WMA Declaration of Cordoba on Patient-Physician Relationship


PREÂMBULO
A relação médico-paciente é parte de um modelo de relação humana que remonta às
origens da medicina. Representa uma ligação privilegiada entre um doente e um
médico baseada na confiança. É um espaço de criatividade em que se trocam
informações, sentimentos, visões, ajuda e apoio.

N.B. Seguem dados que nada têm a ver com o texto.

//! 网络（信道/时钟协作方）模块
//!
//! 协议实体之外的一切：数据包模型、信道故障模型、定时器、应用层消息源，
//! 以及把它们装配在一起的仿真世界。

mod api;
mod app;
mod channel;
mod channel_viz;
mod deliver_packet;
mod id;
mod net_world;
mod packet;
mod stats;
mod timer;

pub use api::NetApi;
pub use app::{AppConfig, AppSource, FromLayer5};
pub use channel::{Channel, ChannelConfig};
pub use deliver_packet::DeliverPacket;
pub use id::EntityId;
pub use net_world::NetWorld;
pub use packet::{Message, NOT_IN_USE, PAYLOAD_LEN, Packet, Payload};
pub use stats::{ChannelStats, RunSummary};
pub use timer::TimerExpired;
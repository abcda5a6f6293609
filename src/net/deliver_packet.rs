//! 数据包交付事件
//!
//! 信道调度的"到达"事件：把包交给目的实体的 input 处理函数。

use super::id::EntityId;
use super::net_world::NetWorld;
use super::packet::Packet;
use crate::sim::{Event, Simulator, World};
use tracing::trace;

/// 事件：把一个 packet 交给某个实体处理。
#[derive(Debug)]
pub struct DeliverPacket {
    pub to: EntityId,
    pub pkt: Packet,
}

impl Event for DeliverPacket {
    #[tracing::instrument(skip(self, sim, world), fields(to = %self.to, seq = self.pkt.seq_num, ack = self.pkt.ack_num))]
    fn execute(self: Box<Self>, sim: &mut Simulator, world: &mut dyn World) {
        let DeliverPacket { to, pkt } = *self;

        let w = world
            .as_any_mut()
            .downcast_mut::<NetWorld>()
            .expect("world must be NetWorld");
        w.deliver(to, pkt, sim);

        trace!("DeliverPacket::execute 完成");
    }
}
use serde::{Deserialize, Serialize};

use crate::net::{EntityId, Packet};

/// 可视化事件类型
#[derive(Debug, Clone, PartialEq, Serialize, Deserialize)]
#[serde(tag = "kind", rename_all = "snake_case")]
pub enum VizEventKind {
    /// 实体把包交给信道
    ToLayer3(VizPacket),
    /// 信道丢弃了该包
    Lost(VizPacket),
    /// 信道损坏了该包（记录损坏后的首部）
    Corrupted {
        field: CorruptField,
        pkt: VizPacket,
    },
    /// 包到达对端实体
    Arrive(VizPacket),
    /// 载荷交付给应用层
    ToLayer5 { payload: String },
    /// 定时器启动
    TimerStart { increment: f64 },
    /// 定时器被取消
    TimerStop,
    /// 定时器到期
    TimerExpire,
}

/// 信道损坏的字段
#[derive(Debug, Clone, Copy, PartialEq, Eq, Serialize, Deserialize)]
#[serde(rename_all = "snake_case")]
pub enum CorruptField {
    Payload,
    SeqNum,
    AckNum,
}

/// 与数据包首部有关的字段
#[derive(Debug, Clone, Copy, PartialEq, Eq, Serialize, Deserialize)]
pub struct VizPacket {
    pub seq_num: i32,
    pub ack_num: i32,
    pub checksum: i32,
}

impl From<&Packet> for VizPacket {
    fn from(pkt: &Packet) -> Self {
        Self {
            seq_num: pkt.seq_num,
            ack_num: pkt.ack_num,
            checksum: pkt.checksum,
        }
    }
}

/// 一个可回放的事件（JSON）
#[derive(Debug, Clone, PartialEq, Serialize, Deserialize)]
pub struct VizEvent {
    /// 仿真时间（时间单位，和 `SimTime::as_units` 同口径）
    pub t: f64,
    /// 事件发生所在的实体
    pub entity: EntityId,
    #[serde(flatten)]
    pub kind: VizEventKind,
}

/// 一个简单的事件收集器（存内存，仿真结束写 JSON 文件）
#[derive(Debug, Default)]
pub struct VizLogger {
    pub events: Vec<VizEvent>,
}

impl VizLogger {
    pub fn push(&mut self, ev: VizEvent) {
        self.events.push(ev);
    }

    pub fn to_json_pretty(&self) -> serde_json::Result<String> {
        serde_json::to_string_pretty(&self.events)
    }
}
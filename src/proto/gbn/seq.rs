//! 序号空间
//!
//! 序号取值 `0..size`，所有加减按模 `size` 进行。

/// 循环序号空间
#[derive(Debug, Clone, Copy, PartialEq, Eq)]
pub struct SeqSpace {
    size: usize,
}

impl SeqSpace {
    pub(crate) fn new(size: usize) -> Self {
        debug_assert!(size > 0);
        Self { size }
    }

    pub fn size(self) -> usize {
        self.size
    }

    pub fn next(self, s: usize) -> usize {
        (s + 1) % self.size
    }

    /// `s - 1 (mod size)`，不经过有符号取模。
    pub fn prev(self, s: usize) -> usize {
        (s + self.size - 1) % self.size
    }

    /// 从 `from` 前进到 `to` 需要的步数
    pub fn distance(self, from: usize, to: usize) -> usize {
        (to + self.size - from) % self.size
    }

    /// 线路上的序号若落在空间内则转为下标
    pub fn index(self, wire: i32) -> Option<usize> {
        usize::try_from(wire).ok().filter(|&s| s < self.size)
    }
}
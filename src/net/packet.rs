//! 数据包类型
//!
//! 定义信道上传输的数据包与应用层消息。两者载荷均为定长 20 字节。

/// 载荷长度（字节）
pub const PAYLOAD_LEN: usize = 20;

/// 首部中未使用字段的填充值
pub const NOT_IN_USE: i32 = -1;

/// 定长载荷
pub type Payload = [u8; PAYLOAD_LEN];

/// 应用层（layer 5）交给发送端的消息，本身没有序号。
#[derive(Debug, Clone, Copy, PartialEq, Eq)]
pub struct Message {
    pub data: Payload,
}

impl Message {
    /// 用同一个字节填满整个载荷
    pub fn filled(byte: u8) -> Self {
        Self {
            data: [byte; PAYLOAD_LEN],
        }
    }
}

/// 网络数据包（layer 3 单元）
///
/// 字段用 `i32`：`ack_num` 可能是 [`NOT_IN_USE`]，信道损坏时也可能写入任意值。
/// 交给信道后由信道持有副本，发送端窗口里的原件不会被修改。
#[derive(Debug, Clone, Copy, PartialEq, Eq)]
pub struct Packet {
    pub seq_num: i32,
    pub ack_num: i32,
    pub checksum: i32,
    pub payload: Payload,
}

impl Packet {
    /// 载荷首字节，作为日志里的可读标签
    pub fn tag(&self) -> char {
        self.payload[0] as char
    }
}
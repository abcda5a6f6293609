pub mod error;
pub mod net;
pub mod proto;
pub mod sim;
pub mod viz;

#[cfg(test)]
mod test;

A relação médico-paciente é uma atividade moral que surge da obrigação de o médico
aliviar o sofrimento e respeitar as crenças e a autonomia do doente. É geralmente
iniciada por consentimento mútuo – expresso ou implícito – para prestar cuidados
médicos de qualidade.
A relação médico-paciente é o núcleo fundamental da prática médica. Tem um âmbito
universal e visa melhorar a saúde e o bem-estar de uma pessoa. Isto é possível graças à
partilha de conhecimentos, tomada de decisões comuns, autonomia do doente e do
médico, ajuda, conforto e companheirismo numa atmosfera de confiança. A confiança
é um componente inerente da relação que pode ser terapêutica em si e por si mesma.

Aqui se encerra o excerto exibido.